[Entries taken from a collection]
// This Source Code Form is subject to the terms of the Mozilla Public
// License, v. 2.0. If a copy of the MPL was not distributed with this
// file, You can obtain one at https://mozilla.org/MPL/2.0/.

//! Semantic city object tree.

use rustc_hash::FxHashMap;

use crate::envelope::Envelope;
use crate::geometry::Geometry;

/// Semantic type of a city object.
#[derive(Debug, Clone, Copy, PartialEq, Eq, Hash)]
pub enum CityObjectType {
    Building,
    BuildingPart,
    BuildingInstallation,
    RoofSurface,
    WallSurface,
    GroundSurface,
    ClosureSurface,
    FloorSurface,
    CeilingSurface,
    Window,
    Door,
    Room,
    SolitaryVegetationObject,
    PlantCover,
    CityFurniture,
    Road,
    Railway,
    WaterBody,
    LandUse,
    ReliefFeature,
    GenericCityObject,
}

impl CityObjectType {
    /// CityGML feature name, used to tag output nodes.
    pub fn type_name(&self) -> &'static str {
        match self {
            CityObjectType::Building => "Building",
            CityObjectType::BuildingPart => "BuildingPart",
            CityObjectType::BuildingInstallation => "BuildingInstallation",
            CityObjectType::RoofSurface => "RoofSurface",
            CityObjectType::WallSurface => "WallSurface",
            CityObjectType::GroundSurface => "GroundSurface",
            CityObjectType::ClosureSurface => "ClosureSurface",
            CityObjectType::FloorSurface => "FloorSurface",
            CityObjectType::CeilingSurface => "CeilingSurface",
            CityObjectType::Window => "Window",
            CityObjectType::Door => "Door",
            CityObjectType::Room => "Room",
            CityObjectType::SolitaryVegetationObject => "SolitaryVegetationObject",
            CityObjectType::PlantCover => "PlantCover",
            CityObjectType::CityFurniture => "CityFurniture",
            CityObjectType::Road => "Road",
            CityObjectType::Railway => "Railway",
            CityObjectType::WaterBody => "WaterBody",
            CityObjectType::LandUse => "LandUse",
            CityObjectType::ReliefFeature => "ReliefFeature",
            CityObjectType::GenericCityObject => "GenericCityObject",
        }
    }
}

/// One node of the semantic city object tree.
///
/// A parent owns its children; the tree has no cycles. Attributes are the
/// raw string key/value pairs from the source document (function codes,
/// measured heights, ...).
#[derive(Debug, Clone)]
pub struct CityObject {
    id: String,
    object_type: CityObjectType,
    attributes: FxHashMap<String, String>,
    geometries: Vec<Geometry>,
    children: Vec<CityObject>,
    envelope: Envelope,
}

impl CityObject {
    pub fn new(id: impl Into<String>, object_type: CityObjectType) -> Self {
        Self {
            id: id.into(),
            object_type,
            attributes: FxHashMap::default(),
            geometries: Vec::new(),
            children: Vec::new(),
            envelope: Envelope::new(),
        }
    }

    #[inline]
    pub fn id(&self) -> &str {
        &self.id
    }

    #[inline]
    pub fn object_type(&self) -> CityObjectType {
        self.object_type
    }

    /// Raw attribute value, e.g. `attribute("bldg:measuredheight")`.
    #[inline]
    pub fn attribute(&self, key: &str) -> Option<&str> {
        self.attributes.get(key).map(String::as_str)
    }

    #[inline]
    pub fn geometries(&self) -> &[Geometry] {
        &self.geometries
    }

    #[inline]
    pub fn children(&self) -> &[CityObject] {
        &self.children
    }

    /// Bounding envelope; may be invalid when the source declared none.
    #[inline]
    pub fn envelope(&self) -> &Envelope {
        &self.envelope
    }

    pub fn set_attribute(&mut self, key: impl Into<String>, value: impl Into<String>) {
        self.attributes.insert(key.into(), value.into());
    }

    pub fn set_envelope(&mut self, envelope: Envelope) {
        self.envelope = envelope;
    }

    pub fn push_geometry(&mut self, geometry: Geometry) {
        self.geometries.push(geometry);
    }

    pub fn push_child(&mut self, child: CityObject) {
        self.children.push(child);
    }

    /// Builder-style attribute set.
    pub fn with_attribute(mut self, key: impl Into<String>, value: impl Into<String>) -> Self {
        self.set_attribute(key, value);
        self
    }

    /// Builder-style geometry append.
    pub fn with_geometry(mut self, geometry: Geometry) -> Self {
        self.geometries.push(geometry);
        self
    }

    /// Builder-style child append.
    pub fn with_child(mut self, child: CityObject) -> Self {
        self.children.push(child);
        self
    }

    /// Builder-style envelope set.
    pub fn with_envelope(mut self, envelope: Envelope) -> Self {
        self.envelope = envelope;
        self
    }
}
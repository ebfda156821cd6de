// Copyright 2021-2024 SecureDNA Stiftung (SecureDNA Foundation) <licensing@securedna.org>
// SPDX-License-Identifier: MIT OR Apache-2.0

//! JSON-over-HTTPS transport used by the KMS client.

pub mod api_client;
pub mod api_client_core;
pub mod error;

pub use api_client::{BaseApiClient, HttpsToHttpRewriter};
pub use api_client_core::test_utils;
pub use error::HttpError;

What to work on: Lines holding the word "style" in the entries above are the ones to pull out. Copy them all.

Your response:
    /// Builder-style attribute set.
    /// Builder-style geometry append.
    /// Builder-style child append.
    /// Builder-style envelope set.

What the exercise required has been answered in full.